All of the data needs to be printed again, exactly as written.

[[ Input data, beginning ]]

pub mod application;
pub mod config;
pub mod domain;
pub mod error;
pub mod infrastructure;
pub mod interfaces;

[[ Input data, end ]]

● Written solution:
pub mod application;
pub mod config;
pub mod domain;
pub mod error;
pub mod infrastructure;
pub mod interfaces;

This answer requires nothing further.